Nikkei on Japan-Mongolia Green Credit Agreement

Nikkei just reported briefly (in Japanese) about talks between Japanese Environment minister Nagahama and Mongolian environment minister Sanjaasuren Oyun on the idea of concluding an agreement on green credits. According to the article, the basic idea is for Japan to deliver technology to Mongolia, in exchange for credits on the CO2 emissions avoided by deploying that technology.

A large part of Germany’s CO2 emission reductions comes from the low hanging fruit of bringing the former Eastern Germany industry up to shape. Maybe Japan can do something similar with this kind of agreement.

They want to sign a formal agreement already in December and start operations some time next April. It will be interesting to see if that gets done before the election in Japan scheduled for December 16th.

Any such agreement will of course be welcome news for a large scale renewable project in the Gobi desert.

Related post: Bloomberg Article on Japan-Mongolia Agreement

Update: Here is a picture of the politicians shaking hands.

Published by kflenz

Professor at Aoyama Gakuin University, Tokyo. Author of Lenz Blog (since 2003,

3 thoughts on “Nikkei on Japan-Mongolia Green Credit Agreement

  1. But in the case of east Germany, that industry existed beforehand, and the result was real CO2 reduction.

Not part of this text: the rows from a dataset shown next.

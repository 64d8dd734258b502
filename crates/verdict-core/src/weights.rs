//! Versioned severity→numeric weight table.
//!
//! The average-severity bucketing used by surface comparison depends on an
//! explicit lookup table, not on enum ordering, because severity
//! vocabularies differ between the basic and advanced analysis variants
//! upstream. Bump `SEVERITY_WEIGHTS_VERSION` whenever the mapping changes.

use serde::{Deserialize, Serialize};
use std::fmt;

use crate::types::collections::FxHashMap;
use crate::types::finding::Severity;

/// Current version of the default weight mapping.
pub const SEVERITY_WEIGHTS_VERSION: u32 = 1;

/// Coarse average-severity label for a surface.
#[derive(Debug, Clone, Copy, PartialEq, Eq, Hash, Serialize, Deserialize)]
#[serde(rename_all = "lowercase")]
pub enum SeverityLabel {
    High,
    Medium,
    Low,
}

impl SeverityLabel {
    pub fn name(&self) -> &'static str {
        match self {
            Self::High => "high",
            Self::Medium => "medium",
            Self::Low => "low",
        }
    }
}

impl fmt::Display for SeverityLabel {
    fn fmt(&self, f: &mut fmt::Formatter<'_>) -> fmt::Result {
        f.write_str(self.name())
    }
}

/// Explicit severity→numeric weight table.
///
/// Contains the per-severity weights, the mapping version, and the two cut
/// points that bucket a mean weight into High/Medium/Low.
#[derive(Debug, Clone, PartialEq, Serialize, Deserialize)]
pub struct SeverityWeightTable {
    /// Version of the mapping these weights follow.
    pub version: u32,
    /// Per-severity weights (severity → numeric score).
    pub weights: FxHashMap<Severity, f64>,
    /// Mean weight at or above which a surface is labeled High.
    pub high_cutoff: f64,
    /// Mean weight at or above which a surface is labeled Medium.
    pub medium_cutoff: f64,
}

impl Default for SeverityWeightTable {
    fn default() -> Self {
        Self::static_defaults()
    }
}

impl SeverityWeightTable {
    /// Static v1 default weights.
    pub fn static_defaults() -> Self {
        let mut weights = FxHashMap::default();
        weights.insert(Severity::Catastrophic, 5.0);
        weights.insert(Severity::Critical, 4.0);
        weights.insert(Severity::Serious, 3.0);
        weights.insert(Severity::Minor, 2.0);
        weights.insert(Severity::Unrated, 1.0);
        weights.insert(Severity::Positive, 0.0);

        Self {
            version: SEVERITY_WEIGHTS_VERSION,
            weights,
            high_cutoff: 3.5,
            medium_cutoff: 2.0,
        }
    }

    /// Get the weight for a severity, falling back to 1.0 if not mapped.
    /// Clamps negative weights to 0.0, replaces NaN with the static default.
    pub fn get_weight(&self, severity: Severity) -> f64 {
        let raw = self.weights.get(&severity).copied().unwrap_or(1.0);
        if raw.is_nan() {
            let defaults = Self::static_defaults();
            defaults.weights.get(&severity).copied().unwrap_or(1.0)
        } else if raw < 0.0 {
            0.0
        } else {
            raw
        }
    }

    /// Bucket a mean weight into a coarse label.
    pub fn label_for_mean(&self, mean: f64) -> SeverityLabel {
        if mean >= self.high_cutoff {
            SeverityLabel::High
        } else if mean >= self.medium_cutoff {
            SeverityLabel::Medium
        } else {
            SeverityLabel::Low
        }
    }
}

#[cfg(test)]
mod tests {
    use super::*;

    #[test]
    fn test_static_defaults_have_correct_values() {
        let table = SeverityWeightTable::static_defaults();
        assert_eq!(table.version, SEVERITY_WEIGHTS_VERSION);
        assert_eq!(table.get_weight(Severity::Catastrophic), 5.0);
        assert_eq!(table.get_weight(Severity::Critical), 4.0);
        assert_eq!(table.get_weight(Severity::Serious), 3.0);
        assert_eq!(table.get_weight(Severity::Minor), 2.0);
        assert_eq!(table.get_weight(Severity::Unrated), 1.0);
        assert_eq!(table.get_weight(Severity::Positive), 0.0);
    }

    #[test]
    fn test_negative_weight_clamped_to_zero() {
        let mut table = SeverityWeightTable::static_defaults();
        table.weights.insert(Severity::Minor, -1.5);
        assert_eq!(table.get_weight(Severity::Minor), 0.0);
    }

    #[test]
    fn test_nan_weight_falls_back_to_static() {
        let mut table = SeverityWeightTable::static_defaults();
        table.weights.insert(Severity::Critical, f64::NAN);
        assert_eq!(table.get_weight(Severity::Critical), 4.0);
    }

    #[test]
    fn test_label_buckets() {
        let table = SeverityWeightTable::static_defaults();
        assert_eq!(table.label_for_mean(4.2), SeverityLabel::High);
        assert_eq!(table.label_for_mean(3.5), SeverityLabel::High);
        assert_eq!(table.label_for_mean(2.4), SeverityLabel::Medium);
        assert_eq!(table.label_for_mean(1.0), SeverityLabel::Low);
    }
}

    Here Japan gives money to Mongolia to help it not increase it’s future CO2 emission, and gets the reward of not having to reduce it’s own anymore !

    At the end we pretend to have done something, but we’re back to square one with a level of global CO2 emission that’s still the same, but with Japan claiming to have done it’s part.

    The case of the cheap carbon credit that allowed this years most of Europe electricity producers to run coal instead of gas already demonstrated something is not working right in this scheme.


  2. I still need to look at the details of this scheme, so I can’t at this point say if it is only about reduction of future emissions. I am also not sure if it would be a bad thing to reduce future emissions.

    I agree that the European system could work better (it is not ambitious enough), but it does beat having no price on carbon at all.